La caducité peut également être envisagée dans certains cas.
L’article 1186 du Code civil dispose qu’un contrat valablement formé devient caduc si l’un de ses éléments essentiels disparaît. La caducité met fin au contrat.
Parmi les éléments essentiels d’un contrat on trouve le fait que le contenu doit être licite et certain. Si du fait de la pandémie en cours ou des mesures de confinement mises en place pour l’endiguer, le contrat n’a plus de contenu ou plus d’objet, la caducité peut être avancée pour y mettre fin.
Dans le contexte actuel, cela pourrait trouver à s’appliquer notamment aux contrats dont l’objet est lié à un évènement ou un projet annulé à cause de l’épidémie et/ou des mesures de confinement.
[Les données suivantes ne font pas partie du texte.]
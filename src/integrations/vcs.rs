//! Version control and pull request collaborators.

use std::collections::HashMap;

use async_trait::async_trait;
use serde::{Deserialize, Serialize};

use crate::types::Result;

#[derive(Debug, Clone, PartialEq, Eq, Hash, Serialize, Deserialize)]
pub struct Author {
    pub name: String,
    pub email: String,
}

impl Author {
    pub fn new(name: impl Into<String>, email: impl Into<String>) -> Self {
        Self {
            name: name.into(),
            email: email.into(),
        }
    }

    /// `Name <email>`
    pub fn signature(&self) -> String {
        format!("{} <{}>", self.name, self.email)
    }
}

/// Local working copy operations
#[async_trait]
pub trait VcsClient: Send + Sync {
    async fn create_branch(&self, name: &str) -> Result<()>;

    async fn stage_all(&self) -> Result<()>;

    /// Commit staged changes, attributed to `author` when given
    async fn commit(&self, message: &str, author: Option<&Author>) -> Result<()>;

    async fn push(&self, branch: &str, remote: &str) -> Result<()>;

    /// Most frequent author of recent history, if any
    async fn top_author(&self) -> Result<Option<Author>>;
}

/// Most frequent author in a commit log; ties go to whoever appears first
pub fn most_frequent_author(log: &[Author]) -> Option<Author> {
    let mut counts: HashMap<&Author, usize> = HashMap::new();
    for author in log {
        *counts.entry(author).or_default() += 1;
    }

    let mut best: Option<(&Author, usize)> = None;
    for author in log {
        let count = counts[author];
        if best.is_none_or(|(_, top)| count > top) {
            best = Some((author, count));
        }
    }
    best.map(|(author, _)| author.clone())
}

#[derive(Debug, Clone, PartialEq, Eq, Serialize, Deserialize)]
pub struct PullRequestRequest {
    pub title: String,
    /// Branch with the changes
    pub head: String,
    /// Branch to merge into
    pub base: String,
    pub body: String,
    pub draft: bool,
}

#[derive(Debug, Clone, PartialEq, Eq, Serialize, Deserialize)]
pub struct PullRequest {
    pub number: u64,
    pub url: String,
}

/// Code hosting service that can open pull requests
#[async_trait]
pub trait PullRequestClient: Send + Sync {
    async fn create_pull_request(&self, request: &PullRequestRequest) -> Result<PullRequest>;
}

#[cfg(test)]
mod tests {
    use super::*;

    #[test]
    fn test_most_frequent_author() {
        let ada = Author::new("Ada", "ada@example.com");
        let bob = Author::new("Bob", "bob@example.com");
        let log = vec![bob.clone(), ada.clone(), ada.clone(), bob.clone(), ada.clone()];
        assert_eq!(most_frequent_author(&log), Some(ada));
    }

    #[test]
    fn test_tie_goes_to_first_seen() {
        let ada = Author::new("Ada", "ada@example.com");
        let bob = Author::new("Bob", "bob@example.com");
        let log = vec![bob.clone(), ada.clone(), ada, bob.clone()];
        assert_eq!(most_frequent_author(&log), Some(bob));
        assert_eq!(most_frequent_author(&[]), None);
    }

    #[test]
    fn test_signature() {
        assert_eq!(
            Author::new("Ada", "ada@example.com").signature(),
            "Ada <ada@example.com>"
        );
    }
}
La caducité nécessitera un rapprochement avec le prestataire pour convenir de ses conséquences si le contrat n’a rien prévu dans un tel cas.Attention à la rupture brutale des relations commerciales !
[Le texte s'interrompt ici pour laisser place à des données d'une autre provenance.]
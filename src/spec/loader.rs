//! Spec Loader
//!
//! Reads a rule document (YAML by default, JSON or TOML by extension),
//! checks its shape and converts it into a typed [`Spec`].
//!
//! Read and parse failures are `ReviveError::Config`; a document that parses
//! but breaks the contract (`version`, `rules`, rule `name`) is
//! `ReviveError::Validation` so callers can tell the two apart.

use std::fs;
use std::path::Path;

use serde_json::Value;
use tracing::debug;

use super::model::Spec;
use crate::types::{Result, ReviveError, ValidationError, ValidationErrorKind};

/// Serialization format of a rule document
#[derive(Debug, Clone, Copy, PartialEq, Eq)]
pub enum SpecFormat {
    Yaml,
    Json,
    Toml,
}

impl SpecFormat {
    pub fn from_path(path: &Path) -> Self {
        match path
            .extension()
            .and_then(|e| e.to_str())
            .map(str::to_ascii_lowercase)
            .as_deref()
        {
            Some("json") => SpecFormat::Json,
            Some("toml") => SpecFormat::Toml,
            _ => SpecFormat::Yaml,
        }
    }
}

pub struct SpecLoader;

impl SpecLoader {
    /// Load and validate a rule document
    pub fn load(path: &Path) -> Result<Spec> {
        let content = fs::read_to_string(path).map_err(|e| {
            ReviveError::Config(format!("Failed to read spec {}: {}", path.display(), e))
        })?;
        debug!(path = %path.display(), bytes = content.len(), "Loaded rule document");
        Self::parse(&content, SpecFormat::from_path(path))
    }

    /// Load a rule document, falling back to the empty default when the
    /// file does not exist. Any other failure is returned.
    pub fn load_or_default(path: &Path) -> Result<Spec> {
        if !path.exists() {
            debug!(path = %path.display(), "No rule document, using defaults");
            return Ok(Spec::default());
        }
        Self::load(path)
    }

    pub fn parse(content: &str, format: SpecFormat) -> Result<Spec> {
        let raw: Value = match format {
            SpecFormat::Yaml => serde_yaml::from_str(content)
                .map_err(|e| ReviveError::Config(format!("Invalid spec YAML: {}", e)))?,
            SpecFormat::Json => serde_json::from_str(content)
                .map_err(|e| ReviveError::Config(format!("Invalid spec JSON: {}", e)))?,
            SpecFormat::Toml => toml::from_str(content)
                .map_err(|e| ReviveError::Config(format!("Invalid spec TOML: {}", e)))?,
        };
        Self::from_value(raw)
    }

    /// Validate an already-parsed document and convert it
    pub fn from_value(raw: Value) -> Result<Spec> {
        validate(&raw)?;
        serde_json::from_value(raw).map_err(|e| {
            ValidationError::new(ValidationErrorKind::Format, e.to_string())
                .with_field("rules")
                .into()
        })
    }

    /// Serialize a spec in the given format
    pub fn render(spec: &Spec, format: SpecFormat) -> Result<String> {
        match format {
            SpecFormat::Yaml => Ok(serde_yaml::to_string(spec)?),
            SpecFormat::Json => Ok(serde_json::to_string_pretty(spec)?),
            SpecFormat::Toml => {
                toml::to_string_pretty(spec).map_err(|e| ReviveError::Config(e.to_string()))
            }
        }
    }

    /// Validate then write a spec, creating parent directories
    pub fn save(spec: &Spec, path: &Path) -> Result<()> {
        validate(&serde_json::to_value(spec)?)?;
        if let Some(parent) = path.parent() {
            fs::create_dir_all(parent)?;
        }
        fs::write(path, Self::render(spec, SpecFormat::from_path(path))?)?;
        Ok(())
    }
}

fn validate(raw: &Value) -> std::result::Result<(), ValidationError> {
    let doc = raw.as_object().ok_or_else(|| {
        ValidationError::new(ValidationErrorKind::Schema, "spec must be a mapping")
    })?;

    match doc.get("version") {
        Some(Value::String(v)) if !v.trim().is_empty() => {}
        Some(Value::String(_)) | None | Some(Value::Null) => {
            return Err(ValidationError::new(
                ValidationErrorKind::MissingField,
                "spec version must be a non-empty string",
            )
            .with_field("version"));
        }
        Some(_) => {
            return Err(ValidationError::new(
                ValidationErrorKind::Format,
                "spec version must be a non-empty string",
            )
            .with_field("version"));
        }
    }

    let rules = match doc.get("rules") {
        Some(Value::Array(rules)) => rules,
        None | Some(Value::Null) => {
            return Err(ValidationError::new(
                ValidationErrorKind::MissingField,
                "spec rules must be an array",
            )
            .with_field("rules"));
        }
        Some(_) => {
            return Err(ValidationError::new(
                ValidationErrorKind::Format,
                "spec rules must be an array",
            )
            .with_field("rules"));
        }
    };

    for (index, rule) in rules.iter().enumerate() {
        let named = rule
            .get("name")
            .and_then(Value::as_str)
            .is_some_and(|n| !n.trim().is_empty());
        if !named {
            return Err(ValidationError::new(
                ValidationErrorKind::MissingField,
                format!("Rule at index {} is missing a name", index),
            )
            .with_field(format!("rules[{}].name", index)));
        }
    }

    Ok(())
}

#[cfg(test)]
mod tests {
    use super::*;
    use crate::types::TaskType;
    use tempfile::TempDir;

    const YAML: &str = r#"
version: "1.2"
rules:
  - name: skip-python-docs
    enabled: false
    languages: [python]
    options:
      taskType: documentation
  - name: soften-deps
    options:
      taskType: dependency
      confidenceMultiplier: 0.5
"#;

    fn validation_kind(err: ReviveError) -> ValidationErrorKind {
        match err {
            ReviveError::Validation(v) => v.kind,
            other => panic!("expected validation error, got {other:?}"),
        }
    }

    #[test]
    fn test_parse_yaml() {
        let spec = SpecLoader::parse(YAML, SpecFormat::Yaml).unwrap();
        assert_eq!(spec.version, "1.2");
        assert_eq!(spec.rule_names(), vec!["skip-python-docs", "soften-deps"]);
        assert_eq!(
            spec.rules[1].options.task_type,
            Some(TaskType::Dependency)
        );
        assert_eq!(spec.rules[1].options.confidence_multiplier, Some(0.5));
    }

    #[test]
    fn test_parse_json_and_toml() {
        let json = r#"{"version":"1","rules":[{"name":"a","enabled":false}]}"#;
        assert_eq!(SpecLoader::parse(json, SpecFormat::Json).unwrap().rules.len(), 1);

        let toml = "version = \"1\"\n\n[[rules]]\nname = \"a\"\n\n[rules.options]\ntaskType = \"refactor\"\n";
        let spec = SpecLoader::parse(toml, SpecFormat::Toml).unwrap();
        assert_eq!(spec.rules[0].options.task_type, Some(TaskType::Refactor));
    }

    #[test]
    fn test_missing_version() {
        let err = SpecLoader::parse("rules: []", SpecFormat::Yaml).unwrap_err();
        assert_eq!(validation_kind(err), ValidationErrorKind::MissingField);

        let err = SpecLoader::parse("version: \"\"\nrules: []", SpecFormat::Yaml).unwrap_err();
        assert_eq!(validation_kind(err), ValidationErrorKind::MissingField);
    }

    #[test]
    fn test_non_string_version() {
        let err = SpecLoader::parse("version: 2\nrules: []", SpecFormat::Yaml).unwrap_err();
        assert_eq!(validation_kind(err), ValidationErrorKind::Format);
    }

    #[test]
    fn test_rules_must_be_array() {
        let err = SpecLoader::parse("version: \"1\"\nrules: {}", SpecFormat::Yaml).unwrap_err();
        assert_eq!(validation_kind(err), ValidationErrorKind::Format);
    }

    #[test]
    fn test_rule_without_name() {
        let err = SpecLoader::parse(
            "version: \"1\"\nrules:\n  - name: ok\n  - enabled: false\n",
            SpecFormat::Yaml,
        )
        .unwrap_err();
        assert_eq!(err.to_string(), "Validation failed for 'rules[1].name': Rule at index 1 is missing a name");
    }

    #[test]
    fn test_unknown_task_type_is_validation_error() {
        let err = SpecLoader::parse(
            "version: \"1\"\nrules:\n  - name: a\n    options:\n      taskType: cleanup\n",
            SpecFormat::Yaml,
        )
        .unwrap_err();
        assert_eq!(validation_kind(err), ValidationErrorKind::Format);
    }

    #[test]
    fn test_malformed_yaml_is_config_error() {
        let err = SpecLoader::parse("version: [unclosed", SpecFormat::Yaml).unwrap_err();
        assert!(matches!(err, ReviveError::Config(_)));
    }

    #[test]
    fn test_load_or_default_missing_file() {
        let dir = TempDir::new().unwrap();
        let spec = SpecLoader::load_or_default(&dir.path().join("nope.yaml")).unwrap();
        assert!(spec.rules.is_empty());
    }

    #[test]
    fn test_save_roundtrip_preserves_rule_order() {
        let dir = TempDir::new().unwrap();
        let path = dir.path().join("nested/spec.yaml");
        let spec = SpecLoader::parse(YAML, SpecFormat::Yaml).unwrap();

        SpecLoader::save(&spec, &path).unwrap();
        let reloaded = SpecLoader::load(&path).unwrap();
        assert_eq!(reloaded, spec);
    }
}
Quelles sont les autres alternatives ?
Même dans la situation d’urgence actuelle, la décision quant à la poursuite ou non de vos contrats doit donc être prise après une mûre réflexion afin d’établir les risques juridiques et financiers auxquels vous pourriez vous exposer.
Dans tous les cas si votre cocontractant n’invoque pas le cas de force majeure, mais :
- n’exécute pas ses prestations : vous pourrez envisager d’invoquer une exception d’inexécution pour ne pas verser les sommes liées aux prestations non exécutées (articles 1219 et 1220 du Code civil) ;
- exécute mal ses prestations : vous pourrez envisager une résolution ou résiliation pour manquement (prévue au contrat ou en vertu des articles 1224 à 1230 du Code civil)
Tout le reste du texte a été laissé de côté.